[Collected data entries]
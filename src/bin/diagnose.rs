//! Diagnostic tool - Check configuration and a scenario file
//!
//! Run with: cargo run --bin diagnose [scenario.toml]

use std::env;

use matrix::config::{format_percentage, Config};
use matrix::scenario::Scenario;

fn main() {
    println!("🔍 MATRIX DIAGNOSTIC CHECK\n");

    // Load .env
    dotenvy::dotenv().ok();

    println!("═══════════════════════════════════════════════════");
    println!("                  CONFIGURATION                     ");
    println!("═══════════════════════════════════════════════════\n");

    let checks = [
        ("MATRIX_LOG", "matrix=info", "Default log filter"),
        ("RUN_LOG_PATH", "(none)", "JSON-lines report sink"),
        ("PROTOCOL_FEE_RECIPIENT", "0x0000…0000", "Receives protocol fee splits"),
        ("STREAMING_FEE_SPLIT", "0", "Protocol share of streaming fees"),
        ("ISSUANCE_FEE_SPLIT", "0", "Protocol share of issuance fees"),
        ("NAV_ISSUE_DIRECT_FEE", "0", "Protocol fee on NAV issue"),
        ("NAV_REDEEM_DIRECT_FEE", "0", "Protocol fee on NAV redeem"),
        ("NAV_ISSUE_REVENUE_SHARE", "0", "Protocol share of manager issue fee"),
        ("NAV_REDEEM_REVENUE_SHARE", "0", "Protocol share of manager redeem fee"),
    ];

    for (key, default, desc) in checks {
        let value = env::var(key).unwrap_or_else(|_| default.to_string());
        let is_default = env::var(key).is_err();
        let marker = if is_default { "(default)" } else { "(from .env)" };
        println!("  {}: {} {}", key, value, marker);
        println!("    └─ {}\n", desc);
    }

    let config = match Config::from_env() {
        Ok(config) => config,
        Err(e) => {
            println!("  ❌ Could not load configuration: {}", e);
            return;
        }
    };

    println!("═══════════════════════════════════════════════════");
    println!("                    VALIDATION                      ");
    println!("═══════════════════════════════════════════════════\n");

    match config.validate() {
        Ok(()) => println!("  ✅ Configuration is valid"),
        Err(e) => println!("  ❌ {}", e),
    }

    let fees = &config.protocol_fees;
    let total_direct = fees.nav_issue_direct_fee.saturating_add(fees.nav_redeem_direct_fee);
    if !total_direct.is_zero() {
        println!(
            "  ℹ️  NAV round trip costs {} in protocol fees alone",
            format_percentage(total_direct)
        );
    }

    if let Some(path) = env::args().nth(1) {
        println!("\n═══════════════════════════════════════════════════");
        println!("                     SCENARIO                       ");
        println!("═══════════════════════════════════════════════════\n");

        match Scenario::from_file(&path) {
            Ok(scenario) => {
                println!("  ✅ {} parsed", path);
                println!("  • Name:       {}", scenario.name);
                println!("  • Components: {}", scenario.matrix.components.len());
                println!("  • Assets:     {}", scenario.assets.len());
                println!("  • Actions:    {}", scenario.actions.len());

                let priced: Vec<_> = scenario.assets.iter().map(|a| a.asset).collect();
                for component in &scenario.matrix.components {
                    if !priced.contains(&component.asset) {
                        println!(
                            "  ⚠️  Component {} has no price; NAV actions will fail",
                            component.asset
                        );
                    }
                }
                if scenario.nav_issuance.is_some() && !priced.contains(&scenario.quote_asset) {
                    println!("  ⚠️  Quote asset has no decimals entry");
                }
            }
            Err(e) => println!("  ❌ {}: {}", path, e),
        }
    }

    println!("\n✅ Diagnostic complete!\n");
}
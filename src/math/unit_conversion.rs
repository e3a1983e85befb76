//! Decimal rescaling between precise units (18 decimals) and native token decimals

use alloy_primitives::{I256, U256};

use super::precise_unit::{safe_power, PRECISE_DECIMALS};
use crate::error::{ArithmeticError, MatrixError, MatrixResult};

/// 10^(18 - decimals); decimals above 18 are rejected
fn scale_factor(decimals: u8) -> MatrixResult<U256> {
    if decimals > PRECISE_DECIMALS {
        return Err(MatrixError::invalid(format!(
            "token decimals {} exceed {}",
            decimals, PRECISE_DECIMALS
        )));
    }
    Ok(safe_power(U256::from(10), u32::from(PRECISE_DECIMALS - decimals))?)
}

fn scale_factor_int(decimals: u8) -> MatrixResult<I256> {
    // at most 10^18, always representable
    Ok(I256::from_raw(scale_factor(decimals)?))
}

/// 18-decimal amount -> native decimals (truncates)
pub fn from_precise_unit_to_decimals(amount: U256, decimals: u8) -> MatrixResult<U256> {
    Ok(amount / scale_factor(decimals)?)
}

/// Signed variant; truncates toward zero
pub fn from_precise_unit_to_decimals_int(amount: I256, decimals: u8) -> MatrixResult<I256> {
    amount
        .checked_div(scale_factor_int(decimals)?)
        .ok_or(MatrixError::Arithmetic(ArithmeticError::Overflow))
}

/// Native decimals -> 18-decimal amount
pub fn to_precise_units_from_decimals(amount: U256, decimals: u8) -> MatrixResult<U256> {
    amount
        .checked_mul(scale_factor(decimals)?)
        .ok_or(MatrixError::Arithmetic(ArithmeticError::Overflow))
}

pub fn to_precise_units_from_decimals_int(amount: I256, decimals: u8) -> MatrixResult<I256> {
    amount.checked_mul(scale_factor_int(decimals)?).ok_or_else(|| {
        MatrixError::Arithmetic(if amount.is_negative() {
            ArithmeticError::Underflow
        } else {
            ArithmeticError::Overflow
        })
    })
}
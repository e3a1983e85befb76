//! Matrix - basket token accounting runner
//!
//! Run with: cargo run -- run scenarios/blue_chip.toml

use clap::{Parser, Subcommand};
use color_eyre::eyre::{eyre, Result};
use console::style;
use std::path::PathBuf;
use tracing::info;
use tracing_subscriber::{layer::SubscriberExt, util::SubscriberInitExt};

use matrix::config::{format_units, short_address, Config};
use matrix::math::to_uint256;
use matrix::scenario::{format_timestamp, Scenario, ScenarioReport, ScenarioRunner};

#[derive(Parser)]
#[command(name = "matrix")]
#[command(about = "Replay basket token lifecycles through the position ledger", version)]
struct Cli {
    /// Load configuration from a TOML file instead of the environment
    #[arg(short, long, global = true)]
    config: Option<PathBuf>,

    #[command(subcommand)]
    command: Commands,
}

#[derive(Subcommand)]
enum Commands {
    /// Run a scenario file and print the resulting ledger
    Run {
        scenario: PathBuf,
        /// Print the full report as JSON instead of a table
        #[arg(long)]
        json: bool,
    },
    /// Write the effective configuration to a TOML file
    InitConfig { path: PathBuf },
    /// Print the effective configuration
    ShowConfig,
}

fn print_banner() {
    println!();
    println!(
        "{}",
        style("═══════════════════════════════════════════════════════════════").cyan()
    );
    println!(
        "{}",
        style(" 🧮 MATRIX - Basket Token Position Accounting").cyan().bold()
    );
    println!(
        "{}",
        style("    Positions | Streaming Fees | Direct + NAV Issuance").cyan()
    );
    println!(
        "{}",
        style("═══════════════════════════════════════════════════════════════").cyan()
    );
    println!();
}

fn load_config(path: Option<&PathBuf>) -> Result<Config> {
    let config = match path {
        Some(path) => Config::from_file(path)?,
        None => Config::from_env()?,
    };

    config
        .validate()
        .map_err(|e| eyre!("configuration validation failed: {} (check .env or --config)", e))?;

    Ok(config)
}

fn print_report(report: &ScenarioReport, scenario: &Scenario) {
    println!();
    println!("{}", style("═══ STEPS ═══").blue().bold());
    for step in &report.steps {
        let marker = if step.ok {
            style("✓").green()
        } else {
            style("✗").red()
        };
        println!(
            "  {} [{:>2}] {:<40} supply {:>14}",
            marker,
            step.index,
            step.action,
            format_units(step.total_supply, 18, 4)
        );
        let detail = if step.ok {
            style(step.detail.as_str()).dim()
        } else {
            style(step.detail.as_str()).red()
        };
        println!("         └─ {}", detail);
    }

    let snapshot = &report.snapshot;
    println!();
    println!("{}", style("═══ FINAL LEDGER ═══").blue().bold());
    println!("  Token:       {} ({})", snapshot.name, snapshot.symbol);
    println!("  Manager:     {}", short_address(&snapshot.manager));
    println!("  Supply:      {}", format_units(snapshot.total_supply, 18, 6));
    println!(
        "  Multiplier:  {}",
        to_uint256(snapshot.position_multiplier)
            .map(|m| format_units(m, 18, 8))
            .unwrap_or_else(|_| snapshot.position_multiplier.to_string())
    );
    if let Some(nav) = report.nav {
        println!("  NAV:         {}", format_units(nav, 18, 4));
    }

    println!();
    for position in &snapshot.positions {
        let symbol = scenario
            .symbol_of(&position.component)
            .map(str::to_string)
            .unwrap_or_else(|| short_address(&position.component));
        let decimals = scenario
            .assets
            .iter()
            .find(|a| a.asset == position.component)
            .map(|a| a.decimals)
            .unwrap_or(18);
        let unit = match to_uint256(position.unit) {
            Ok(unit) => format_units(unit, decimals, 6),
            Err(_) => position.unit.to_string(),
        };
        println!("  • {:<8} {:>24} {:?}", symbol, unit, position.state);
    }

    println!();
    let failures = report.failures();
    if failures == 0 {
        println!("{}", style(format!("✅ {} steps applied", report.steps.len())).green().bold());
    } else {
        println!(
            "{}",
            style(format!("⚠️  {}/{} steps rejected", failures, report.steps.len()))
                .yellow()
                .bold()
        );
    }
}

#[tokio::main]
async fn main() -> Result<()> {
    color_eyre::install()?;

    let cli = Cli::parse();
    let config = load_config(cli.config.as_ref())?;

    tracing_subscriber::registry()
        .with(tracing_subscriber::fmt::layer())
        .with(
            tracing_subscriber::EnvFilter::from_default_env()
                .add_directive(config.log_filter.parse()?),
        )
        .init();

    match cli.command {
        Commands::Run { scenario, json } => {
            let scenario_path = scenario;
            let scenario = Scenario::from_file(&scenario_path)?;

            if !json {
                print_banner();
                config.print_summary();
                println!();
                println!(
                    "{}",
                    style(format!("═══ SCENARIO: {} ═══", scenario.name)).blue().bold()
                );
                if let Some(ts) = scenario.start_timestamp {
                    println!("  Start: {}", format_timestamp(ts));
                }
            }

            info!("▶️  Running {} ({} actions)", scenario_path.display(), scenario.actions.len());
            let runner = ScenarioRunner::new(&scenario, &config).await?;
            let report = runner.run(&scenario).await?;

            if let Some(path) = &config.run_log_path {
                report.append_to_file(path)?;
                info!("📝 Report appended to {}", path);
            }

            if json {
                println!("{}", serde_json::to_string_pretty(&report)?);
            } else {
                print_report(&report, &scenario);
            }
        }

        Commands::InitConfig { path } => {
            config.save_to_file(&path)?;
            println!("{} {}", style("✅ Configuration written to").green(), path.display());
        }

        Commands::ShowConfig => {
            print_banner();
            config.print_summary();
        }
    }

    Ok(())
}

• _Try it_:
Show the lines where the word "main" appears in the entries.

• _Solution_:
fn main() {
#[tokio::main]
async fn main() -> Result<()> {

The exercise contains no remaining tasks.